In Bamboo 2.2, we’ve released support for running builds in the cloud with the Elastic Bamboo feature. Of course, like so many other features with Atlassian products, we wanted to make the feature useful for ourselves right from the start. However, whilst the basic premise of being able to unlock elastically compute resources for our builds is undoubtedly promising, the approach was not without its own challenges.
For a start, builds were not entirely “environment agnostic”, in that they assume some setup on the environment has already happened. Some Confluence functional test builds, for example, needed to have certain databases installed on the environment the build is happening in. The Selenium tests also required Firefox.
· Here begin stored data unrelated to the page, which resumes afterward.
//! Broker side of one agent connection.

use std::collections::HashMap;

use bytes::Bytes;
use tokio::sync::mpsc;
use tracing::{debug, info, warn};

use hostlink_core::message::SerializedFrame;
use hostlink_core::{AgentRole, Channel, ChannelEvent, HostError, Message, SharedMemory, SharedMemoryId};

/// Reject an agent that connected from a different OS session than the one
/// it was launched into. An unknown peer session is accepted with a warning.
pub fn verify_peer_session(channel: &Channel, expected: u32) -> Result<(), HostError> {
    match channel.peer_session_id() {
        Some(actual) if actual != expected => Err(HostError::Other(format!(
            "agent connected from session {actual}, expected {expected}"
        ))),
        Some(_) => Ok(()),
        None => {
            warn!(expected, "peer session unknown; accepting connection");
            Ok(())
        }
    }
}

/// Drives a desktop session on one connected agent.
pub struct BrokerSession {
    channel: Channel,
    events: mpsc::UnboundedReceiver<ChannelEvent>,
    role: AgentRole,
    // `None` when the region could not be mapped.
    buffers: HashMap<SharedMemoryId, Option<SharedMemory>>,
    frames: u64,
}

impl BrokerSession {
    /// Attach to `channel` and start delivery.
    pub fn new(mut channel: Channel, role: AgentRole) -> Self {
        let (tx, events) = mpsc::unbounded_channel();
        channel.set_listener(tx);
        channel.resume();
        Self {
            channel,
            events,
            role,
            buffers: HashMap::new(),
            frames: 0,
        }
    }

    pub fn frames_received(&self) -> u64 {
        self.frames
    }

    pub fn live_buffers(&self) -> usize {
        self.buffers.len()
    }

    pub fn send(&self, message: &Message) -> Result<(), HostError> {
        self.channel.send(message.to_bytes()?)
    }

    /// Start the session and handle messages until the agent disconnects
    /// or `shutdown` completes.
    pub async fn run(mut self, shutdown: impl Future<Output = ()>) -> Result<u64, HostError> {
        self.send(&Message::StartSession)?;
        info!(role = %self.role, peer = ?self.channel.peer(), "session requested");

        tokio::pin!(shutdown);
        loop {
            tokio::select! {
                event = self.events.recv() => match event {
                    Some(ChannelEvent::Message(bytes)) => self.handle_message(bytes),
                    Some(ChannelEvent::Disconnected) | None => {
                        info!(frames = self.frames, "agent disconnected");
                        break;
                    }
                },
                _ = &mut shutdown => {
                    info!(frames = self.frames, "shutting down session");
                    self.channel.disconnect();
                    break;
                }
            }
        }
        Ok(self.frames)
    }

    pub fn handle_message(&mut self, bytes: Bytes) {
        let message = match Message::from_bytes(&bytes) {
            Ok(message) => message,
            Err(err) => {
                warn!(len = bytes.len(), error = %err, "unparsable message discarded");
                return;
            }
        };
        if !message.is_permitted_from(self.role) {
            warn!(kind = message.kind(), role = %self.role, "message not permitted from agent");
            return;
        }

        match message {
            Message::CreateSharedBuffer { id } => self.on_create_shared_buffer(id),
            Message::ReleaseSharedBuffer { id } => {
                if self.buffers.remove(&id).is_none() {
                    warn!(id, "release of unknown shared buffer");
                }
                debug!(id, "shared buffer released");
            }
            Message::EncodeFrame(frame) => self.on_encode_frame(frame),
            Message::ScreenListChanged(list) => {
                info!(screens = list.screens.len(), current = list.current_screen, "screen list changed");
            }
            Message::ClipboardEvent(event) => {
                debug!(mime_type = %event.mime_type, len = event.data.len(), "agent clipboard changed");
            }
            other => warn!(kind = other.kind(), "unexpected message discarded"),
        }
    }

    fn on_create_shared_buffer(&mut self, id: SharedMemoryId) {
        let mapping = match self.channel.peer_process_id() {
            Some(pid) => match SharedMemory::open(pid, id) {
                Ok(memory) => Some(memory),
                Err(err) => {
                    warn!(id, error = %err, "cannot map shared buffer");
                    None
                }
            },
            None => None,
        };
        debug!(id, mapped = mapping.is_some(), "shared buffer created");
        self.buffers.insert(id, mapping);
    }

    fn on_encode_frame(&mut self, frame: SerializedFrame) {
        match self.buffers.get(&frame.shared_buffer_id) {
            None => warn!(id = frame.shared_buffer_id, "frame references unknown buffer"),
            Some(Some(memory)) => {
                let needed = frame.stride as usize * frame.desktop_rect.height.max(0) as usize;
                if memory.len() < needed {
                    warn!(id = frame.shared_buffer_id, needed, len = memory.len(), "frame exceeds its buffer");
                }
            }
            Some(None) => {}
        }

        self.frames += 1;
        debug!(
            frame = self.frames,
            width = frame.desktop_rect.width,
            height = frame.desktop_rect.height,
            rects = frame.dirty_rects.len(),
            "frame received"
        );

        if let Err(err) = self.send(&Message::EncodeFrameResult) {
            warn!(error = %err, "cannot acknowledge frame");
        }
    }
}

#[cfg(test)]
mod tests {
    use std::time::Duration;

    use hostlink_core::PeerIdentity;
    use hostlink_core::desktop::types::{PixelFormat, Rect};

    use super::*;

    fn pair(broker_peer: PeerIdentity) -> (Channel, Channel) {
        let (a, b) = tokio::io::duplex(64 * 1024);
        (
            Channel::from_stream(a, broker_peer),
            Channel::from_stream(b, PeerIdentity::default()),
        )
    }

    fn agent_listener(mut agent: Channel) -> (Channel, mpsc::UnboundedReceiver<ChannelEvent>) {
        let (tx, rx) = mpsc::unbounded_channel();
        agent.set_listener(tx);
        agent.resume();
        (agent, rx)
    }

    async fn recv_message(rx: &mut mpsc::UnboundedReceiver<ChannelEvent>) -> Message {
        match tokio::time::timeout(Duration::from_secs(5), rx.recv()).await {
            Ok(Some(ChannelEvent::Message(bytes))) => Message::from_bytes(&bytes).unwrap(),
            other => panic!("unexpected {other:?}"),
        }
    }

    fn frame(id: SharedMemoryId) -> Message {
        Message::EncodeFrame(SerializedFrame {
            shared_buffer_id: id,
            desktop_rect: Rect::make_xywh(0, 0, 4, 4),
            pixel_format: PixelFormat::Bgra8,
            stride: 16,
            dirty_rects: vec![Rect::make_xywh(0, 0, 4, 4)],
        })
    }

    #[tokio::test]
    async fn frames_are_acknowledged() {
        let (broker, agent) = pair(PeerIdentity::default());
        let mut session = BrokerSession::new(broker, AgentRole::Desktop);
        let (_agent, mut agent_rx) = agent_listener(agent);

        session.handle_message(Message::CreateSharedBuffer { id: 5 }.to_bytes().unwrap());
        session.handle_message(frame(5).to_bytes().unwrap());

        assert_eq!(recv_message(&mut agent_rx).await, Message::EncodeFrameResult);
        assert_eq!(session.frames_received(), 1);
        assert_eq!(session.live_buffers(), 1);

        session.handle_message(Message::ReleaseSharedBuffer { id: 5 }.to_bytes().unwrap());
        assert_eq!(session.live_buffers(), 0);
    }

    #[tokio::test]
    async fn agent_bound_kinds_sent_by_agent_are_rejected() {
        let (broker, agent) = pair(PeerIdentity::default());
        let mut session = BrokerSession::new(broker, AgentRole::Desktop);
        let (_agent, mut agent_rx) = agent_listener(agent);

        session.handle_message(Message::StartSession.to_bytes().unwrap());
        session.handle_message(Message::LogoffUserSession.to_bytes().unwrap());

        let reply = tokio::time::timeout(Duration::from_millis(200), agent_rx.recv()).await;
        assert!(reply.is_err());
        assert_eq!(session.frames_received(), 0);
    }

    #[tokio::test]
    async fn file_transfer_agent_cannot_send_frames() {
        let (broker, agent) = pair(PeerIdentity::default());
        let mut session = BrokerSession::new(broker, AgentRole::FileTransfer);
        let (_agent, _agent_rx) = agent_listener(agent);

        session.handle_message(frame(1).to_bytes().unwrap());
        assert_eq!(session.frames_received(), 0);
    }

    #[cfg(unix)]
    #[tokio::test]
    async fn announced_buffers_are_mapped_from_the_peer() {
        use std::sync::Arc;

        use hostlink_core::SharedMemoryFactory;
        use hostlink_core::shared_memory::SharedMemoryDelegate;

        struct Quiet;

        impl SharedMemoryDelegate for Quiet {
            fn on_shared_memory_create(&self, _id: SharedMemoryId) {}
            fn on_shared_memory_destroy(&self, _id: SharedMemoryId) {}
        }

        let region = SharedMemoryFactory::new(Arc::new(Quiet)).create(64).unwrap();

        let peer = PeerIdentity {
            process_id: Some(std::process::id()),
            session_id: None,
        };
        let (broker, agent) = pair(peer);
        let mut session = BrokerSession::new(broker, AgentRole::Desktop);
        let (_agent, mut agent_rx) = agent_listener(agent);

        session.handle_message(Message::CreateSharedBuffer { id: region.id() }.to_bytes().unwrap());
        assert!(matches!(session.buffers.get(&region.id()), Some(Some(_))));

        session.handle_message(frame(region.id()).to_bytes().unwrap());
        assert_eq!(recv_message(&mut agent_rx).await, Message::EncodeFrameResult);
    }

    #[test]
    fn peer_from_other_session_is_rejected() {
        let (a, _b) = tokio::io::duplex(64);
        let peer = PeerIdentity {
            process_id: Some(100),
            session_id: Some(2),
        };
        let channel = Channel::from_stream(a, peer);

        assert!(verify_peer_session(&channel, 2).is_ok());
        assert!(verify_peer_session(&channel, 3).is_err());
    }

    #[test]
    fn unknown_peer_session_is_accepted() {
        let (a, _b) = tokio::io::duplex(64);
        let channel = Channel::from_stream(a, PeerIdentity::default());
        assert!(verify_peer_session(&channel, 1).is_ok());
    }

    #[tokio::test]
    async fn run_ends_when_agent_disconnects() {
        let (broker, agent) = pair(PeerIdentity::default());
        let session = BrokerSession::new(broker, AgentRole::Desktop);
        let (agent, mut agent_rx) = agent_listener(agent);

        let run = tokio::spawn(session.run(std::future::pending()));
        assert_eq!(recv_message(&mut agent_rx).await, Message::StartSession);

        agent.send(frame(9).to_bytes().unwrap()).unwrap();
        assert_eq!(recv_message(&mut agent_rx).await, Message::EncodeFrameResult);

        drop(agent);
        let frames = tokio::time::timeout(Duration::from_secs(5), run)
            .await
            .unwrap()
            .unwrap()
            .unwrap();
        assert_eq!(frames, 1);
    }
}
The other issue is what some of our engineers on the team have dubbed the “download the entire internet” problem. Whilst each Confluence build doesn’t quite download the entire internet, the Maven build does have a sizable amount of dependencies needed to be pulled down from the public repositories. Most of these dependencies are quite static. But because we blow away our instances every time, these downloads need to happen every single time an instance starts up (which can, potentially, be every build). Taking up to several minutes to download, and, with EC2 data transfers in costing 10 cents a gigabyte, this is certainly not an acceptable level of overhead from a cost and time perspective.
In short, what we needed was some way to customize our elastic instances easily. This will allow us to enable the environment for the build, and “pre-warm” our elastic instances, taking away the need to “download the internet” on every start up.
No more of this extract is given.